Open its door and, although you won’t be able to make a call, you’ll discover something much better; more than 200 books of all genres for all ages.

At any time of day or night, villagers and visitors to Portesham have free access to books. The deal is, if you want to take a book, all you have to do is swap it for one of your own.

But the telephone box, which takes pride of place on the village green, has a lovely story of its own.

In 2006, villagers fought - and won- a battle to keep the green, cast iron kiosk which they said was vital to their lives because mobile phone signals in Portesham were very poor or non-existent.

In 2008, residents faced the challenge of saving the iconic phone box for a second time after BT announced it was to scrap more than 70 rural telephone kiosks across West Dorset.

Recognising the popularity of telephone boxes, particularly in rural areas such as Portesham, BT launched its ‘Adopt a Kiosk’ scheme, enabling communities to retain them.

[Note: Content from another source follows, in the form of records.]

//! Core domain types for waffle puzzles
//!
//! Words, slots, the holed 5x5 grid and its flat-letter linearization.
//! Everything here is pure data with no randomness and no I/O.

mod flat;
mod grid;
mod slot;
mod word;

pub use flat::{FLAT_LEN, FlatLetters, FlatLettersError};
pub use grid::{GRID_SIZE, Grid, GridError, HOLE_MARKER, HOLES, LETTER_CELLS, is_hole};
pub use slot::{Intersection, SLOT_COUNT, Slot, SlotAssignment};
pub use word::{WORD_LEN, Word, WordError};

The invite was extended to local authorities, parish and town councils, registered charities and private land owners.

While the picturesque village has everything one might need; a post office, a primary school, a church and a pub, there was one thing it was set to lose - a mobile library service, which used to visit once a week, was withdrawn in 2015.

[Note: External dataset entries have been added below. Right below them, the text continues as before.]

//! Generation driver: repeated build attempts under a try budget
//!
//! Each try is an independent [`WaffleBuilder::attempt_build`] call. The
//! driver stops once the requested count is reached or `max_tries` is spent;
//! falling short is reported, not treated as an error.

use super::builder::{Waffle, WaffleBuilder};
use super::index::WordIndex;
use crate::core::SLOT_COUNT;
use rand::rngs::StdRng;
use rand::{Rng, SeedableRng};
use rayon::prelude::*;
use rustc_hash::FxHashSet;
use std::ops::ControlFlow;

/// Settings for one generation run
#[derive(Debug, Clone, PartialEq, Eq)]
pub struct GenerateConfig {
    /// Number of waffles wanted
    pub count: usize,
    /// Total build attempts allowed across the run
    pub max_tries: usize,
    /// Candidates tried per slot within one build
    pub max_attempts_per_level: usize,
    /// Reject waffles whose six words were already produced in this run
    pub unique: bool,
}

impl GenerateConfig {
    /// Default try budget
    pub const DEFAULT_MAX_TRIES: usize = 100_000;

    #[must_use]
    pub const fn new(count: usize) -> Self {
        Self {
            count,
            max_tries: Self::DEFAULT_MAX_TRIES,
            max_attempts_per_level: WaffleBuilder::DEFAULT_MAX_ATTEMPTS_PER_LEVEL,
            unique: true,
        }
    }
}

/// Outcome of a generation run
#[derive(Debug, Clone)]
pub struct GenerationReport {
    pub waffles: Vec<Waffle>,
    pub requested: usize,
    /// Build attempts consumed
    pub tries: usize,
    /// Successful builds rejected as repeats
    pub duplicates: usize,
}

impl GenerationReport {
    /// How many requested waffles were not produced
    #[must_use]
    pub fn shortfall(&self) -> usize {
        self.requested.saturating_sub(self.waffles.len())
    }

    #[must_use]
    pub fn is_complete(&self) -> bool {
        self.shortfall() == 0
    }
}

/// Accepts build results in try order, enforcing count and uniqueness
struct Collector {
    report: GenerationReport,
    unique: bool,
    seen: FxHashSet<[String; SLOT_COUNT]>,
}

impl Collector {
    fn new(config: &GenerateConfig) -> Self {
        Self {
            report: GenerationReport {
                waffles: Vec::with_capacity(config.count),
                requested: config.count,
                tries: 0,
                duplicates: 0,
            },
            unique: config.unique,
            seen: FxHashSet::default(),
        }
    }

    fn wants_more(&self) -> bool {
        self.report.waffles.len() < self.report.requested
    }

    /// Record one try; returns the waffle if it was accepted
    fn offer(&mut self, result: Option<Waffle>) -> Option<&Waffle> {
        self.report.tries += 1;
        let waffle = result?;

        if self.unique {
            let key = waffle.assignment.word_set_key().map(str::to_owned);
            if !self.seen.insert(key) {
                self.report.duplicates += 1;
                return None;
            }
        }

        self.report.waffles.push(waffle);
        self.report.waffles.last()
    }
}

/// Generate waffles one try at a time from a single random source
///
/// `on_accept` is called with each accepted waffle and the tries used so far;
/// returning `ControlFlow::Break` ends the run after that waffle.
pub fn generate<R, F>(
    index: &WordIndex,
    config: &GenerateConfig,
    rng: &mut R,
    mut on_accept: F,
) -> GenerationReport
where
    R: Rng + ?Sized,
    F: FnMut(&Waffle, usize) -> ControlFlow<()>,
{
    let builder =
        WaffleBuilder::new(index).with_max_attempts_per_level(config.max_attempts_per_level);
    let mut collector = Collector::new(config);

    while collector.wants_more() && collector.report.tries < config.max_tries {
        let result = builder.attempt_build(rng);
        let tries = collector.report.tries + 1;
        if let Some(waffle) = collector.offer(result) {
            if on_accept(waffle, tries).is_break() {
                break;
            }
        }
    }

    collector.report
}

/// Random source for one try of a parallel run
///
/// Depends only on the run seed and the try number, so results do not
/// depend on thread count or scheduling.
#[must_use]
pub fn try_rng(seed: u64, try_index: usize) -> StdRng {
    const MIX: u64 = 0x9E37_79B9_7F4A_7C15;
    StdRng::seed_from_u64(seed ^ (try_index as u64).wrapping_add(1).wrapping_mul(MIX))
}

/// Generate waffles on the rayon pool, `batch` tries at a time
///
/// Tries within a batch run concurrently; results are accepted in try order,
/// so the output for a given seed is the same for any thread count.
/// `on_accept` behaves as in [`generate`].
pub fn generate_parallel<F>(
    index: &WordIndex,
    config: &GenerateConfig,
    seed: u64,
    batch: usize,
    mut on_accept: F,
) -> GenerationReport
where
    F: FnMut(&Waffle, usize) -> ControlFlow<()>,
{
    let builder =
        WaffleBuilder::new(index).with_max_attempts_per_level(config.max_attempts_per_level);
    let batch = batch.max(1);
    let mut collector = Collector::new(config);
    let mut next_try = 0;

    'run: while collector.wants_more() && next_try < config.max_tries {
        let end = (next_try + batch).min(config.max_tries);
        let results: Vec<Option<Waffle>> = (next_try..end)
            .into_par_iter()
            .map(|t| builder.attempt_build(&mut try_rng(seed, t)))
            .collect();

        for result in results {
            if !collector.wants_more() {
                break;
            }
            let tries = collector.report.tries + 1;
            if let Some(waffle) = collector.offer(result) {
                if on_accept(waffle, tries).is_break() {
                    break 'run;
                }
            }
        }
        next_try = end;
    }

    collector.report
}

#[cfg(test)]
mod tests {
    use super::*;
    use crate::core::Word;
    use crate::wordlists::WORDS;

    fn sample_index() -> WordIndex {
        let words = ["abcde", "abfgh", "fijkl", "cmjno", "hpoqr", "esltr"];
        WordIndex::new(words.map(|w| Word::new(w).unwrap()))
    }

    fn embedded_index() -> WordIndex {
        WordIndex::new(WORDS.iter().filter_map(|w| Word::new(*w).ok()))
    }

    #[test]
    fn unique_run_stops_at_shortfall() {
        // Only two distinct orientations exist and they share a word set.
        let index = sample_index();
        let mut config = GenerateConfig::new(3);
        config.max_tries = 300;
        let mut rng = StdRng::seed_from_u64(8);

        let report = generate(&index, &config, &mut rng, |_, _| ControlFlow::Continue(()));

        assert_eq!(report.waffles.len(), 1);
        assert_eq!(report.shortfall(), 2);
        assert!(!report.is_complete());
        assert_eq!(report.tries, 300);
        assert!(report.duplicates > 0);
    }

    #[test]
    fn duplicates_allowed_when_not_unique() {
        let index = sample_index();
        let mut config = GenerateConfig::new(3);
        config.max_tries = 1000;
        config.unique = false;
        let mut rng = StdRng::seed_from_u64(8);

        let report = generate(&index, &config, &mut rng, |_, _| ControlFlow::Continue(()));

        assert!(report.is_complete());
        assert_eq!(report.duplicates, 0);
        assert!(report.tries <= 1000);
    }

    #[test]
    fn callback_sees_every_accepted_waffle() {
        let index = sample_index();
        let mut config = GenerateConfig::new(2);
        config.unique = false;
        config.max_tries = 1000;
        let mut rng = StdRng::seed_from_u64(21);

        let mut seen = Vec::new();
        let report = generate(&index, &config, &mut rng, |w, tries| {
            seen.push((w.clone(), tries));
            ControlFlow::Continue(())
        });

        assert_eq!(seen.len(), report.waffles.len());
        assert!(seen.windows(2).all(|pair| pair[0].1 < pair[1].1));
        assert_eq!(seen.last().map(|s| s.1), Some(report.tries));
    }

    #[test]
    fn empty_index_reports_full_shortfall() {
        let index = WordIndex::new(Vec::new());
        let mut config = GenerateConfig::new(4);
        config.max_tries = 10;
        let mut rng = StdRng::seed_from_u64(0);

        let report = generate(&index, &config, &mut rng, |_, _| ControlFlow::Continue(()));
        assert_eq!(report.shortfall(), 4);
        assert_eq!(report.tries, 10);

        let report = generate_parallel(&index, &config, 0, 4, |_, _| {
            ControlFlow::Continue(())
        });
        assert_eq!(report.shortfall(), 4);
        assert_eq!(report.tries, 10);
    }

    #[test]
    fn zero_count_does_nothing() {
        let index = sample_index();
        let config = GenerateConfig::new(0);
        let mut rng = StdRng::seed_from_u64(0);
        let report = generate(&index, &config, &mut rng, |_, _| ControlFlow::Continue(()));
        assert_eq!(report.tries, 0);
        assert!(report.is_complete());
    }

    #[test]
    fn parallel_output_independent_of_batch_size() {
        let index = embedded_index();
        let mut config = GenerateConfig::new(3);
        config.max_tries = 200;

        let small = generate_parallel(&index, &config, 99, 1, |_, _| {
            ControlFlow::Continue(())
        });
        let large = generate_parallel(&index, &config, 99, 16, |_, _| {
            ControlFlow::Continue(())
        });

        assert_eq!(small.waffles, large.waffles);
        assert_eq!(small.tries, large.tries);
    }

    #[test]
    fn parallel_waffles_are_valid() {
        let index = embedded_index();
        let mut config = GenerateConfig::new(2);
        config.max_tries = 200;

        let report = generate_parallel(&index, &config, 5, 8, |_, _| ControlFlow::Continue(()));
        for waffle in &report.waffles {
            assert!(waffle.assignment.is_valid());
            assert_eq!(waffle.grid.letter_count(), 21);
        }
        assert!(report.tries <= config.max_tries);
    }

    #[test]
    fn break_from_callback_stops_the_run() {
        let index = sample_index();
        let mut config = GenerateConfig::new(50);
        config.unique = false;
        let mut rng = StdRng::seed_from_u64(8);

        let mut calls = 0;
        let report = generate(&index, &config, &mut rng, |_, _| {
            calls += 1;
            ControlFlow::Break(())
        });
        assert_eq!(calls, 1);
        assert_eq!(report.waffles.len(), 1);
        assert!(report.tries < config.max_tries);
    }

    #[test]
    fn break_from_callback_stops_a_parallel_run() {
        let index = sample_index();
        let mut config = GenerateConfig::new(50);
        config.unique = false;

        let mut calls = 0;
        let report = generate_parallel(&index, &config, 8, 4, |_, tries| {
            calls += 1;
            if tries > 10 {
                ControlFlow::Break(())
            } else {
                ControlFlow::Continue(())
            }
        });
        assert_eq!(calls, report.waffles.len());
        assert!(report.tries < 100);
        assert!(!report.is_complete());
    }

    #[test]
    fn try_rng_differs_per_try() {
        let a: u64 = try_rng(1, 0).random();
        let b: u64 = try_rng(1, 1).random();
        let c: u64 = try_rng(1, 0).random();
        assert_ne!(a, b);
        assert_eq!(a, c);
    }
}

Bridport and Lyme Regis News:

SUPRISE: Swap your books inside Portesham's phone box

Conveniently, this happened at the same time BT began ‘Adopt a Kiosk’ and Chesil Bank Parish Council stepped in to save what had become a much-loved fixture of the village – for the princely sum of £1.

It meant there were two questions to answer; what could be done with the unused phone box and what could be done to ensure villagers, many of whom were elderly, had access to reading material.

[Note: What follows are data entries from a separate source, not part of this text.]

//! Formatting utilities: numeric letter encoding and terminal grids

use crate::core::{FLAT_LEN, FlatLetters, GRID_SIZE, Grid, HOLE_MARKER, LETTER_CELLS};
use colored::Colorize;

/// Encode flat letters as integers, `a` = 1 through `z` = 26
///
/// 0 is never produced; consumers may reserve it for padding.
#[must_use]
pub fn encode_letters(flat: &FlatLetters) -> [u8; FLAT_LEN] {
    flat.as_bytes().map(|b| b - b'a' + 1)
}

/// Decode integers produced by [`encode_letters`]
///
/// Returns `None` if any value is outside 1..=26.
#[must_use]
pub fn decode_letters(codes: &[u8; FLAT_LEN]) -> Option<FlatLetters> {
    let text: Option<String> = codes
        .iter()
        .map(|&code| (1..=26).contains(&code).then(|| char::from(b'a' + code - 1)))
        .collect();
    FlatLetters::new(&text?).ok()
}

/// Cell-presence mask in flat order
///
/// Every flat position is a real cell, so this is all ones; it exists so
/// consumers that pad grids can align against it.
#[must_use]
pub const fn valid_cell_mask() -> [u8; FLAT_LEN] {
    [1; FLAT_LEN]
}

/// Render a grid with hint cells highlighted
///
/// `fixed` holds flat indices; those cells are drawn green, others plain.
#[must_use]
pub fn render_grid(grid: &Grid, fixed: &[usize]) -> String {
    let mut out = String::new();
    for row in 0..GRID_SIZE {
        let cells: Vec<String> = (0..GRID_SIZE)
            .map(|col| match grid.get(row, col) {
                None => HOLE_MARKER.to_string().bright_black().to_string(),
                Some(letter) => {
                    let text = char::from(letter.to_ascii_uppercase()).to_string();
                    let hint = flat_index(row, col).is_some_and(|i| fixed.contains(&i));
                    if hint {
                        text.green().bold().to_string()
                    } else {
                        text
                    }
                }
            })
            .collect();
        out.push_str(&cells.join(" "));
        out.push('\n');
    }
    out
}

/// Flat index of a letter cell
#[must_use]
pub fn flat_index(row: usize, col: usize) -> Option<usize> {
    LETTER_CELLS.iter().position(|&cell| cell == (row, col))
}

And so, the idea was born.

Portesham parish councillors Ruth Chipp-Marshall and Janice Beck dote on the book swap, ensuring it remains tidy and replenished.

Ms Chipp-Marshall said: "The feedback has been brilliant. We are delighted with it. It was perfect timing after the mobile library went. We have an elderly population here, and many like to read, so it was the perfect solution. Everyone loves the novelty of it - and it's so central to the village. People will go along and bump into people they know - even people they don't - and have a chat. It's fantastic."

The book swap relies on donations if it is to continue. Such is its popularity, it doesn't seem short of those at the moment.

Ms Chipp-Marshall said: "We're continuously collecting and have had 500-600 books at times. If you don't involve people in things, they don't stay interested. It has been delightful to see all of the community get involved with this. I absolutely hope it will be there forever more."